In closing, we delivered a solid quarter.
Value-added sales were up. EBITDA was up. Content per wheel was up. And that was down. Discussions with our customers regarding recovery of extraordinary cost inflation are ongoing. There can be no assurance that we will have continued success and the recoveries may be lumpy. Customer recoveries of extraordinary cost inflation supplement our self-help programs, BCI and CI. This, taken together with the company's demonstrated ability to maintain commercial procurement and operations discipline, should put Superior in a position to benefit significantly from the operating leverage in our business with light vehicle build recovers. This concludes our prepared remarks.
Mashti and I are happy to take your questions. Priscilla, back to you.
Thank you. Ladies and gentlemen, as a reminder, if you would like to ask a question or make a contribution on today's call, please press star 1 on your telephone keypad. To withdraw your question, please press star 2. We'll pause just for a moment to allow everyone an opportunity to signal for questions. We'll now take our first question from Gary. from Barrington Research. Please go ahead. Your line is open.
Hey, good morning, everyone. Good, just fine. Hey, you know, speaking with some other Tier 1 suppliers, they've said that their order patterns have been very erratic and are starting to improve. I would assume that you're starting to feel that same thing, less erratic orders from your end users. Even some of these tier ones are saying the automakers order things and then just don't pick them up in time.
Yeah, Gary, just two things, and I'll speak to the erratic issues of orders. Actually, it's This year is surprising. I mean, we all felt that the automakers would be able to handle all these microchip shortages. Volumes have come in short of what you expected, what I expected, far short of it, I guess, right? You know, the year was supposed to be at 20% here, and it could be just a 5% here. I would say that the erratic nature of orders has moderated a bit, but it's surprisingly still there. And I think Gary, largely because the problem is now is not only a microchip problem. It's actually broader to other supply chain factors that some customers that you're aware of have run into a couple of months ago having to build 50,000 vehicles and not be able to ship them. So I would say it has moderated, but it's still there. And the issue for us, the issue for us is this, the erratic nature of these orders cause us to increase, to incur costs, costs, frankly, that we cannot afford and costs that we are in discussions with our customers on recovery.

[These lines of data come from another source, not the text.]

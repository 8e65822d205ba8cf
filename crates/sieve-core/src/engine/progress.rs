/// Pipeline stages, in execution order, as reported to progress callbacks.
#[derive(Debug, Clone, Copy, PartialEq, Eq)]
pub enum Stage {
    Pockets,
    Centroids,
    JobMatrix,
    Docking,
    Collection,
    Aggregation,
    DescriptorJoin,
    Efficiency,
    Permeability,
    Tables,
}

impl Stage {
    pub fn as_str(&self) -> &'static str {
        match self {
            Stage::Pockets => "Extracting pockets",
            Stage::Centroids => "Computing centroids",
            Stage::JobMatrix => "Building job matrix",
            Stage::Docking => "Docking",
            Stage::Collection => "Collecting logs",
            Stage::Aggregation => "Aggregating affinities",
            Stage::DescriptorJoin => "Joining descriptors",
            Stage::Efficiency => "Scoring efficiency",
            Stage::Permeability => "Classifying permeability",
            Stage::Tables => "Writing tables",
        }
    }
}

#[derive(Debug, Clone)]
pub enum Progress {
    StageStart { stage: Stage },
    StageFinish,

    /// A counted batch within the current stage (one unit per docking job
    /// or per log file).
    BatchStart { total_steps: u64 },
    BatchIncrement,
    BatchFinish,

    Message(String),
}

pub type ProgressCallback<'a> = Box<dyn Fn(Progress) + Send + Sync + 'a>;

/// Forwards progress events to an optional callback. Tasks report through
/// this unconditionally; a reporter without a callback is free.
#[derive(Default)]
pub struct ProgressReporter<'a> {
    callback: Option<ProgressCallback<'a>>,
}

impl<'a> ProgressReporter<'a> {
    pub fn new() -> Self {
        Self::default()
    }

    pub fn with_callback(callback: ProgressCallback<'a>) -> Self {
        Self {
            callback: Some(callback),
        }
    }

    #[inline]
    pub fn report(&self, event: Progress) {
        if let Some(cb) = &self.callback {
            cb(event);
        }
    }
}
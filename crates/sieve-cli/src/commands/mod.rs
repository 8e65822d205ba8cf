pub mod run;
pub mod score;
//! Docking-engine interface formats.
//!
//! Three touch points with the engine, all text: the key/value configuration
//! file it consumes, the filename convention that encodes job identity, and
//! the ranked-pose log it produces. The engine itself is a black box; this
//! module only speaks its formats.

use std::io::{self, BufRead, Write};
use std::path::Path;

use nalgebra::Point3;

/// Everything a docking configuration file embeds for one job.
#[derive(Debug, Clone)]
pub struct ConfigParams<'a> {
    pub receptor: &'a Path,
    pub ligand: &'a Path,
    /// Search-box center, the pocket centroid.
    pub center: Point3<f64>,
    /// Search-box edge lengths.
    pub size: [f64; 3],
    pub num_modes: u32,
    pub exhaustiveness: u32,
    pub energy_range: f64,
    /// Docked-pose output path.
    pub out: &'a Path,
}

/// Writes one `key = value` assignment per line, in the order the engine
/// documents them. Box center coordinates keep three decimals (structure
/// file precision); everything else prints as given.
pub fn write_config(writer: &mut impl Write, params: &ConfigParams) -> io::Result<()> {
    writeln!(writer, "receptor = {}", params.receptor.display())?;
    writeln!(writer, "ligand = {}", params.ligand.display())?;
    writeln!(writer, "center_x = {:.3}", params.center.x)?;
    writeln!(writer, "center_y = {:.3}", params.center.y)?;
    writeln!(writer, "center_z = {:.3}", params.center.z)?;
    writeln!(writer, "size_x = {}", params.size[0])?;
    writeln!(writer, "size_y = {}", params.size[1])?;
    writeln!(writer, "size_z = {}", params.size[2])?;
    writeln!(writer, "num_modes = {}", params.num_modes)?;
    writeln!(writer, "exhaustiveness = {}", params.exhaustiveness)?;
    writeln!(writer, "energy_range = {}", params.energy_range)?;
    writeln!(writer, "out = {}", params.out.display())?;
    Ok(())
}

/// Job identity decoded from a log filename stem.
///
/// `protein` can come out empty (a pocket-suffixed stem with a single-token
/// prefix has nowhere to put one) and `ligand` absent; callers treat either
/// as an unparsable identity. `ambiguous` marks a positional decode of a
/// stem with more than three tokens, where the documented conventions
/// cannot say which underscores belong to which identifier.
#[derive(Debug, Clone, PartialEq)]
pub struct LogIdentity {
    pub protein: String,
    pub ligand: Option<String>,
    pub pocket: Option<String>,
    pub ambiguous: bool,
}

/// Decodes a filename stem, trying the two naming conventions in order.
///
/// 1. Pocket-suffixed: `<prefix>_pocket<digits>`. The last `_`-token of the
///    prefix is the ligand, the preceding tokens rejoined with `_` are the
///    protein, and the pocket is `pocket<digits>`.
/// 2. Positional: split the whole stem on `_`; token 0 is the protein,
///    token 1 the ligand, token 2 the pocket, missing tokens absent.
pub fn parse_log_stem(stem: &str) -> LogIdentity {
    if let Some(idx) = stem.rfind("_pocket") {
        let digits = &stem[idx + "_pocket".len()..];
        if idx > 0 && !digits.is_empty() && digits.bytes().all(|b| b.is_ascii_digit()) {
            let prefix = &stem[..idx];
            let mut tokens: Vec<&str> = prefix.split('_').collect();
            let last = tokens.pop().unwrap_or("");
            return LogIdentity {
                protein: tokens.join("_"),
                ligand: (!last.is_empty()).then(|| last.to_string()),
                pocket: Some(format!("pocket{}", digits)),
                ambiguous: false,
            };
        }
    }

    let tokens: Vec<&str> = stem.split('_').collect();
    LogIdentity {
        protein: tokens.first().copied().unwrap_or("").to_string(),
        ligand: tokens.get(1).filter(|s| !s.is_empty()).map(|s| s.to_string()),
        pocket: tokens.get(2).filter(|s| !s.is_empty()).map(|s| s.to_string()),
        ambiguous: tokens.len() > 3,
    }
}

/// Scans a ranked-pose log for the rank-1 row: the first line whose first
/// whitespace token is literally `1`. Its second token is the affinity.
///
/// The engine pre-sorts its pose table, so the first rank-1 row is the best
/// pose; later lines are never consulted. A log without such a row (or with
/// an unreadable second token on it) yields `None`.
pub fn scan_affinity(reader: &mut impl BufRead) -> io::Result<Option<f64>> {
    for line_res in reader.lines() {
        let line = line_res?;
        let mut tokens = line.split_whitespace();
        if tokens.next() == Some("1") {
            return Ok(tokens.next().and_then(|t| t.parse::<f64>().ok()));
        }
    }
    Ok(None)
}
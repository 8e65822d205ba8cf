use std::fs::{self, File};
use std::io::BufReader;
use std::path::{Path, PathBuf};

use tracing::{debug, info, instrument, warn};

use crate::core::io::vina;
use crate::core::models::record::ResultRecord;
use crate::engine::error::EngineError;
use crate::engine::progress::{Progress, ProgressReporter};
use crate::engine::report::{ReportEvent, RunReport};

/// Sweeps a log directory and turns every `.log` file into a result record.
///
/// Filenames are decoded through the two naming conventions; stems the
/// conventions cannot identify (no ligand token, or an empty protein) are
/// reported and skipped, ambiguous positional decodes are reported but
/// kept. A log without a rank-1 row keeps its record with an absent
/// affinity so the affinity table stays auditable. Files are visited in
/// sorted path order, so repeated sweeps produce identical record lists.
#[instrument(skip_all, name = "collection_task", fields(protein = %protein))]
pub fn run(
    protein: &str,
    logs_dir: &Path,
    report: &mut RunReport,
    reporter: &ProgressReporter,
) -> Result<Vec<ResultRecord>, EngineError> {
    let entries = fs::read_dir(logs_dir).map_err(|e| EngineError::io(logs_dir, e))?;
    let mut paths: Vec<PathBuf> = entries
        .filter_map(|entry| entry.ok().map(|e| e.path()))
        .filter(|path| path.extension().is_some_and(|ext| ext == "log"))
        .collect();
    paths.sort();

    if !paths.is_empty() {
        reporter.report(Progress::BatchStart {
            total_steps: paths.len() as u64,
        });
    }

    let mut records = Vec::with_capacity(paths.len());
    for path in &paths {
        let stem = path
            .file_stem()
            .map(|s| s.to_string_lossy().into_owned())
            .unwrap_or_default();

        let identity = vina::parse_log_stem(&stem);
        if identity.ambiguous {
            warn!(stem = %stem, "Ambiguous log name; positional decode kept.");
            report.push(ReportEvent::AmbiguousLogName { stem: stem.clone() });
        }

        let Some(ligand) = identity.ligand.clone() else {
            warn!(stem = %stem, "Log name does not identify a ligand; skipped.");
            report.push(ReportEvent::UnparsableLogName { stem });
            reporter.report(Progress::BatchIncrement);
            continue;
        };
        if identity.protein.is_empty() {
            warn!(stem = %stem, "Log name does not identify a protein; skipped.");
            report.push(ReportEvent::UnparsableLogName { stem });
            reporter.report(Progress::BatchIncrement);
            continue;
        }

        let file = File::open(path).map_err(|e| EngineError::io(path.clone(), e))?;
        let affinity = vina::scan_affinity(&mut BufReader::new(file))
            .map_err(|e| EngineError::io(path.clone(), e))?;

        if affinity.is_none() {
            debug!(stem = %stem, "No rank-1 row in log.");
            report.push(ReportEvent::MissingAffinity {
                protein: identity.protein.clone(),
                ligand: ligand.clone(),
                pocket: identity.pocket.clone(),
            });
        }

        records.push(ResultRecord {
            protein: identity.protein,
            ligand,
            pocket: identity.pocket,
            affinity,
        });
        reporter.report(Progress::BatchIncrement);
    }

    if !paths.is_empty() {
        reporter.report(Progress::BatchFinish);
    }

    info!(
        num_logs = paths.len(),
        num_records = records.len(),
        "Log collection complete."
    );

    Ok(records)
}
//! Pure, stateless helpers shared across the core layers.

pub mod keys;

Okay. And then on slide nine, when you highlight all of the various growth aspects there with light weighting, premium finishes, et cetera, is that within your actual portfolio or is that just within the industry?
No, no, that's actually the group boards are our portfolio. The industry versus this data versus 2019. So if I was 2019 on market, you would show that that's down 15%, right? So the market is down 15%. Our graduating applications are up 15%. It's a very exciting story. And actually, our view is... When you look at these drivers in our business, they actually accelerate. And, you know, in my remarks, I pointed to a couple of statistics about, you know, if you compare lightweighting where it was just 24 months ago versus now, you know, it doubled in some cases and doubled in others. But what I didn't say in the remarks is what percent of our portfolio has lightweighting applications in it. It's less than 15%. So we're far, far from where we can be and where we will be as these technologies continue to be adopted by our customers.
Okay, that's great to hear. And then lastly, and I'll let somebody else jump in, you signed a pretty big deal with Toyota. You announced it last quarter. When does that start ramping up in 2023? Okay.
Yeah, it starts up ramping up in queue. It's not Toyota, by the way. We didn't disclose the customer, actually. Sorry about that, Gary. We did not disclose it. But it starts in queue, too, of next year.
Okay. I don't know where I got Toyota, then. I must have heard that from somewhere else.
Okay. Thank you.
Thank you, Gary. You're welcome. Once again, if you would like to ask a question, please press star one on your telephone keypad.
We have Gary again.
Please go ahead.
Yes, thank you. Obviously, some questions on the proverbial elephant on your balance sheet. Do you have any number on what the senior notes are trading at in the market right now? They're denominated in euros, correct?
Yes, they are, Gary. It's 10. All right. What are they trading at at the moment?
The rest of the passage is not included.